**ABOUT THIS TASK**
From the entries below, output the line with "-> Result<(), Box<dyn" and each following line up to and including the line with "are sent through", exactly as written.

----- INPUT DATA

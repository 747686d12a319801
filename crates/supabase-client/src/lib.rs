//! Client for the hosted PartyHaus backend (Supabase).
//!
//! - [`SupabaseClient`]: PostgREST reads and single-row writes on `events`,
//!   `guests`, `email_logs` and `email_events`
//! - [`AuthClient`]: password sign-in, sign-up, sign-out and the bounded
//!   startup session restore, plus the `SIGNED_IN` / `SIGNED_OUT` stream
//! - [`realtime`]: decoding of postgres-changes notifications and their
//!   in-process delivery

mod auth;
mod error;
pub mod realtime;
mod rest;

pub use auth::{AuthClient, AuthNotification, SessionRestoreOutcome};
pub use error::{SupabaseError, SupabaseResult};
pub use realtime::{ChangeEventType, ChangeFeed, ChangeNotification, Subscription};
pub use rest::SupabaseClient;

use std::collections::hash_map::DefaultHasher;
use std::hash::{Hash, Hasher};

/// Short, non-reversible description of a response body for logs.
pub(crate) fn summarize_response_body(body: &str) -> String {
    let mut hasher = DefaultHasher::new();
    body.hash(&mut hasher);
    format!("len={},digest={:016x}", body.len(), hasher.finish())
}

----------
----- INPUT DATA

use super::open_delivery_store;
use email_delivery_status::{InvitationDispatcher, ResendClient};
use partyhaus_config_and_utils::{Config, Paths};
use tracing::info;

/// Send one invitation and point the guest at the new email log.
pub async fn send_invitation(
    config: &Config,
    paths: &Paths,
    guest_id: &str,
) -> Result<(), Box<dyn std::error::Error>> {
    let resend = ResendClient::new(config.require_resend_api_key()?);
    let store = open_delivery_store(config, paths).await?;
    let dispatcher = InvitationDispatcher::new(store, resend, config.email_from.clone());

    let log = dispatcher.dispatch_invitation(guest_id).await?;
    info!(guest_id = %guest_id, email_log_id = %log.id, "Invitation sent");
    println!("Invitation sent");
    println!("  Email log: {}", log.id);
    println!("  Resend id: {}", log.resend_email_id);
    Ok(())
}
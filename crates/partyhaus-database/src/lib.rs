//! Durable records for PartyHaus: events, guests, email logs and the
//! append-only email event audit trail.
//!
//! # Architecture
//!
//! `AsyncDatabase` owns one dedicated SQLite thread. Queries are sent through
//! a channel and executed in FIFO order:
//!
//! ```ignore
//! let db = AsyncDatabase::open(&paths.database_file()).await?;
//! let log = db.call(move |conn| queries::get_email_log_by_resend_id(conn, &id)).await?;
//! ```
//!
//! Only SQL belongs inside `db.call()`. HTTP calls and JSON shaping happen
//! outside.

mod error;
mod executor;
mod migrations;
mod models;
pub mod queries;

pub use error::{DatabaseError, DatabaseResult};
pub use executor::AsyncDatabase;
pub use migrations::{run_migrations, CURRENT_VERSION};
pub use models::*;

----------
----- INPUT DATA

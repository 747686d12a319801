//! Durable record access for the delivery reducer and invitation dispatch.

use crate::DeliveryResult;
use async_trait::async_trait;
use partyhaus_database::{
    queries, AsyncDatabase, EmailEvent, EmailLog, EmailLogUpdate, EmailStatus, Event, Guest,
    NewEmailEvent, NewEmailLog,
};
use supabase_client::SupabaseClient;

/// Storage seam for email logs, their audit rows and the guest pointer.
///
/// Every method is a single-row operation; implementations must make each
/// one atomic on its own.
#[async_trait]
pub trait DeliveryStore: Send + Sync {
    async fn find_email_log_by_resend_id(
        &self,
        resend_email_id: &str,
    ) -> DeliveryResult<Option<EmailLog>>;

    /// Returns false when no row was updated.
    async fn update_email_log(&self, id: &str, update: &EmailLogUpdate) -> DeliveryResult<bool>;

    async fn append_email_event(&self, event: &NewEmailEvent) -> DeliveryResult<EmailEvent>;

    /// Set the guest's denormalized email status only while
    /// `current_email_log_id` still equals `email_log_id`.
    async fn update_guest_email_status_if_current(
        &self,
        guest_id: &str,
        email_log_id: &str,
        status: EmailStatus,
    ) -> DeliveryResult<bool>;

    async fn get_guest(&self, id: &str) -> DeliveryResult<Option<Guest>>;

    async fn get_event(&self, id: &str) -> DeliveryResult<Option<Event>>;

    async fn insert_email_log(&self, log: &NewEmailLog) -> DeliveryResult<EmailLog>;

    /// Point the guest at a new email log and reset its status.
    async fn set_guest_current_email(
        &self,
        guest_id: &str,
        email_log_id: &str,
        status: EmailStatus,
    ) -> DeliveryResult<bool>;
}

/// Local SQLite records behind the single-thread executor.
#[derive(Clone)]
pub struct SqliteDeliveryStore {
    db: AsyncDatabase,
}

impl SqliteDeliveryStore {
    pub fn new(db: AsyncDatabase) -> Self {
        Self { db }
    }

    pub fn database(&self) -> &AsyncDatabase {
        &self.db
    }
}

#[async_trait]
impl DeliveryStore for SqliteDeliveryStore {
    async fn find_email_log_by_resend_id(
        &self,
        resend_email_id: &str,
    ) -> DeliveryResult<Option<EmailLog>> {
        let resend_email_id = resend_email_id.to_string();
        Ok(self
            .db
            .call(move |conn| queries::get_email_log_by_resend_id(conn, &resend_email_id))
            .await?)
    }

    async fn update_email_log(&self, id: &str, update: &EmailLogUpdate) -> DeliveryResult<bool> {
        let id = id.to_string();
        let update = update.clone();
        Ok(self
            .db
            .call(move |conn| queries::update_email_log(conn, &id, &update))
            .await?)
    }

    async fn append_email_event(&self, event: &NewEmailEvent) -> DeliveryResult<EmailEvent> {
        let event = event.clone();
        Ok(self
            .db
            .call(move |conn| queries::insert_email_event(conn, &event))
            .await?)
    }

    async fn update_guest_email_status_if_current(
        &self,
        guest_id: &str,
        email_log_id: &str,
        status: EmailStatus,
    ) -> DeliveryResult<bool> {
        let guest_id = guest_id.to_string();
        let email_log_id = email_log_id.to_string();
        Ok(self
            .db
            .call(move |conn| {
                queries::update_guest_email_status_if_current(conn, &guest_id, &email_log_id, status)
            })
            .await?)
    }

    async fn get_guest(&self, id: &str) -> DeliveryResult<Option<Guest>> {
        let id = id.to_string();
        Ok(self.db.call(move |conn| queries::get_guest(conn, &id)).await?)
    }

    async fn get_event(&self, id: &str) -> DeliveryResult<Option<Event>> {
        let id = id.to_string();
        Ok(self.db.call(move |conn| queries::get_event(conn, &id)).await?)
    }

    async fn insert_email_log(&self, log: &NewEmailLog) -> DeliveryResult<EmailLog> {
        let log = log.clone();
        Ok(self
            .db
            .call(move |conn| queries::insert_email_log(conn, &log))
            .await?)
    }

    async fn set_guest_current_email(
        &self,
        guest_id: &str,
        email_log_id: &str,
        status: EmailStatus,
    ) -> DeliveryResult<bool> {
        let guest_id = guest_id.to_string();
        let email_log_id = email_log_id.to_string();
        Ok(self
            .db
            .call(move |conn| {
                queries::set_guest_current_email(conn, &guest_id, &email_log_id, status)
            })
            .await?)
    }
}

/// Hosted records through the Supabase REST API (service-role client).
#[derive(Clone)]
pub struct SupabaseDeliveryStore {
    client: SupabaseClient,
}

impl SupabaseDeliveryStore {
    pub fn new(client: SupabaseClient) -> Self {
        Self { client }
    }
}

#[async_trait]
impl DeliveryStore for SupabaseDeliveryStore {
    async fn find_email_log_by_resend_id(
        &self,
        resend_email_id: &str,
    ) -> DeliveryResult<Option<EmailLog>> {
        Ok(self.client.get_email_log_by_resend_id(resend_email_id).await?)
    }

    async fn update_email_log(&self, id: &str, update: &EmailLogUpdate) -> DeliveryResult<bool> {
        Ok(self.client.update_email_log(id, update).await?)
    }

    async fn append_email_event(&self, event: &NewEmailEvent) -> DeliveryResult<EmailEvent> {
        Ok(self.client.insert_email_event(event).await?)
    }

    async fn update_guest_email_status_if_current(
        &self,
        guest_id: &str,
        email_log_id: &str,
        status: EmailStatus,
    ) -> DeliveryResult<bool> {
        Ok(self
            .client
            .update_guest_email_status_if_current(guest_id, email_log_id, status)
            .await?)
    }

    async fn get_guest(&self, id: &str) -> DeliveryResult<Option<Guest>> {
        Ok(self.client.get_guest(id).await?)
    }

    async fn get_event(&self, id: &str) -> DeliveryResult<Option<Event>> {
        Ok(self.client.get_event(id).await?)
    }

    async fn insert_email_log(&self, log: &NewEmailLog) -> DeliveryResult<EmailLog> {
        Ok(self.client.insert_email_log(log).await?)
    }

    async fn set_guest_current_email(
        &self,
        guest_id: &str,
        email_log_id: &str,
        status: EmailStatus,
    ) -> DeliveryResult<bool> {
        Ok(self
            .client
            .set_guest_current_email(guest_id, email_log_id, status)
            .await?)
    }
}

----------

**SOLUTION TO THE PROBLEM**
) -> Result<(), Box<dyn std::error::Error>> {
    let resend = ResendClient::new(config.require_resend_api_key()?);
    let store = open_delivery_store(config, paths).await?;
    let dispatcher = InvitationDispatcher::new(store, resend, config.email_from.clone());

    let log = dispatcher.dispatch_invitation(guest_id).await?;
    info!(guest_id = %guest_id, email_log_id = %log.id, "Invitation sent");
    println!("Invitation sent");
    println!("  Email log: {}", log.id);
    println!("  Resend id: {}", log.resend_email_id);
    Ok(())
}
filename crates/partyhaus-database/src/lib.rs
//! Durable records for PartyHaus: events, guests, email logs and the
//! append-only email event audit trail.
//!
//! # Architecture
//!
//! `AsyncDatabase` owns one dedicated SQLite thread. Queries are sent through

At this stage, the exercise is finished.